Moms for Liberty has been characterized as an anti-government, extremist hate group by the Southern Poverty Law Center, which Chin said is, “not a bad thing at all.”
Even after the characterization, more members have joined nationally, Chin claimed. “So just twirl away,” she said. A spokesperson for Moms for Liberty’s national arm confirmed the group “saw a bump in membership and chapter openings,” after the SPLC’s hate group distinction in June 2023.
Maya Henson Carey, a research analyst with SPLC, said the organization’s rhetoric and work disproportionately hurts Black, brown and LGBTQ+ students, already some of the nation’s most vulnerable student populations.
“By taking out books and parts of history that reflect who they are, they’re really seeking to erase their identities from public spaces and the classroom,” Henson Carey said.
Though about 76% of New York City voted for President Joe Biden in the last election, pockets of conservatism have always thrived, particularly in parts of Queens, Staten Island and southern Brooklyn. It’s those pockets where Chin has already found support.
But some experts doubt the group’s conservative agenda will find much of a home in the city at large.

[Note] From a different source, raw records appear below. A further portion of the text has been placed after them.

//! aerolink network library
//!
//! I/O layer of the aerolink LAN client:
//! - Broadcast discovery with listener fan-out
//! - Per-device sessions: bind handshake, state refresh, command pushes
//! - UDP endpoints with sealed-envelope send/receive
//!
//! Each [`Device`] and each [`Discovery`] is driven by one task; state
//! never crosses tasks, matching the protocol's strict request/response
//! ordering (there are no request ids on the wire).

pub mod device;
pub mod discovery;
pub mod dispatch;
pub mod interfaces;
pub mod transport;

#[cfg(test)]
mod testutil;

pub use device::{Device, DeviceError, DeviceOptions};
pub use discovery::{Discovery, DiscoveryError, DiscoveryListener, DiscoveryOptions};
pub use dispatch::{DeviceEvent, Handler, HandlerId, ResponseKind};
pub use interfaces::{broadcast_interfaces, IpInterface};
pub use transport::{DatagramEndpoint, TransportError};
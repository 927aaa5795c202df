//! Device identity and network coordinates

use std::fmt;
use std::net::{Ipv4Addr, SocketAddr, SocketAddrV4};

/// Default UDP port appliances listen on
pub const DEVICE_PORT: u16 = 7000;

/// Identity and address of a discovered appliance
///
/// Two records with the same identity but different addresses describe the
/// same device after a DHCP move, so equality deliberately ignores `ip` and
/// `port`. Immutable after construction.
#[derive(Clone, Debug, Eq)]
pub struct DeviceInfo {
    ip: Ipv4Addr,
    port: u16,
    mac: String,
    name: String,
    brand: Option<String>,
    model: Option<String>,
    version: Option<String>,
}

impl DeviceInfo {
    pub fn new(
        ip: Ipv4Addr,
        port: u16,
        mac: &str,
        name: Option<&str>,
        brand: Option<&str>,
        model: Option<&str>,
        version: Option<&str>,
    ) -> Self {
        let mac = canonical_mac(mac);
        let name = match name {
            Some(n) if !n.is_empty() => n.to_string(),
            _ => mac.clone(),
        };
        Self {
            ip,
            port,
            mac,
            name,
            brand: brand.map(str::to_string),
            model: model.map(str::to_string),
            version: version.map(str::to_string),
        }
    }

    pub fn ip(&self) -> Ipv4Addr {
        self.ip
    }

    pub fn port(&self) -> u16 {
        self.port
    }

    /// Socket address of the device endpoint
    pub fn addr(&self) -> SocketAddr {
        SocketAddr::V4(SocketAddrV4::new(self.ip, self.port))
    }

    /// Canonical mac: lowercase hex, no separators
    pub fn mac(&self) -> &str {
        &self.mac
    }

    pub fn name(&self) -> &str {
        &self.name
    }

    pub fn brand(&self) -> Option<&str> {
        self.brand.as_deref()
    }

    pub fn model(&self) -> Option<&str> {
        self.model.as_deref()
    }

    pub fn version(&self) -> Option<&str> {
        self.version.as_deref()
    }
}

impl PartialEq for DeviceInfo {
    /// Identity comparison: ip and port are excluded so an address change
    /// still compares equal
    fn eq(&self, other: &Self) -> bool {
        self.mac == other.mac
            && self.name == other.name
            && self.brand == other.brand
            && self.model == other.model
            && self.version == other.version
    }
}

impl fmt::Display for DeviceInfo {
    fn fmt(&self, f: &mut fmt::Formatter<'_>) -> fmt::Result {
        write!(
            f,
            "Device: {} @ {}:{} (mac: {})",
            self.name, self.ip, self.port, self.mac
        )
    }
}

fn canonical_mac(mac: &str) -> String {
    mac.chars()
        .filter(|c| *c != ':' && *c != '-')
        .collect::<String>()
        .to_ascii_lowercase()
}
//! Core types for the busker synthesis engine.
//!
//! This crate defines the sound model shared by the MML compiler and the
//! playback engine: the equal-tempered pitch table, waveform oscillators,
//! amplitude envelopes, instruments, and scheduled notes. The compiler
//! emits these types, and the engine samples them.

mod envelope;
mod instrument;
mod note;
mod osc;
mod pitch;

pub use envelope::{ArEnvelope, Envelope, LevelFn};
pub use instrument::{
    default_instruments, Instrument, InstrumentMap, DEFAULT_INSTRUMENT_KEY,
};
pub use note::Note;
pub use osc::{Oscillator, WaveFn};
pub use pitch::{
    note_names, standard_pitches, CONCERT_A_HZ, CONCERT_A_INDEX, NOTE_COUNT,
    NOTES_PER_OCTAVE, OCTAVE_COUNT,
};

“When they get into the issue of book banning and attitudes towards gay and trans people, it’ll resonate with some folks, but I think the outcry against them will be very strong,” said Joseph Viteritti, public policy and education scholar at Hunter College.
“If they’re going to lead with that kind of stuff, they’re going to realize very soon that we’re not Florida here,” added Viteritti, who served as a senior advisor to schools chiefs in New York City, Boston and San Francisco.
Yet already this year, parents of all races preferring more conservative education policies have made waves in the city, including in lower Manhattan’s prominent District 2, a historically liberal block of neighborhoods.
Via community education councils, advisory groups with a direct line to the Chancellor, conservative parent advocates have found more power — 40% of candidates endorsed by Parent Leaders for Accelerated Curriculum and Education were elected this cycle. Only 2% of public school parents voted in the election, according to The City.
PLACE, while not affiliated with the Queens Moms for Liberty chapter, shares some similar values. Particularly in wanting to preserve and expand merit-based admissions policies to the city’s most coveted schools — a practice research suggests reinforces racial imbalances.
“I know that the things [Moms for Liberty] are talking about are things that I hear parents here in New York talking about all the time,” said Maud Maron, co-president of PLACE and community education council member in lower Manhattan’s District 2.
In a dramatic reversal, the district, where seven of 10 community council members were PLACE-endorsed, has just announced it will now screen middle schoolers for honors programs.
Parents often say, ‘I’m 100% there, I just can’t tweet under my own name,’ or ‘I just can’t say it, because of work ramifications,’ Maron said.
For scholars who track Moms for Liberty’s work, despite hesitance or fear parents may feel in aligning with the organization, it’s clear small networks of parents are effective and organized at making their voices heard, sharing strategies via social media from coast to coast.
As a result, New Yorkers may soon see the same language and challenges levied in Florida once the Queens chapter begins to act on its agenda.
“We would have thought, wow, those are really different,” Jacobsen said, referencing the Queens launch and other regions that would have seemed unlikely.
“… That’s really what’s different today,” she said, “the ability to very quickly move the same message to really disparate places.”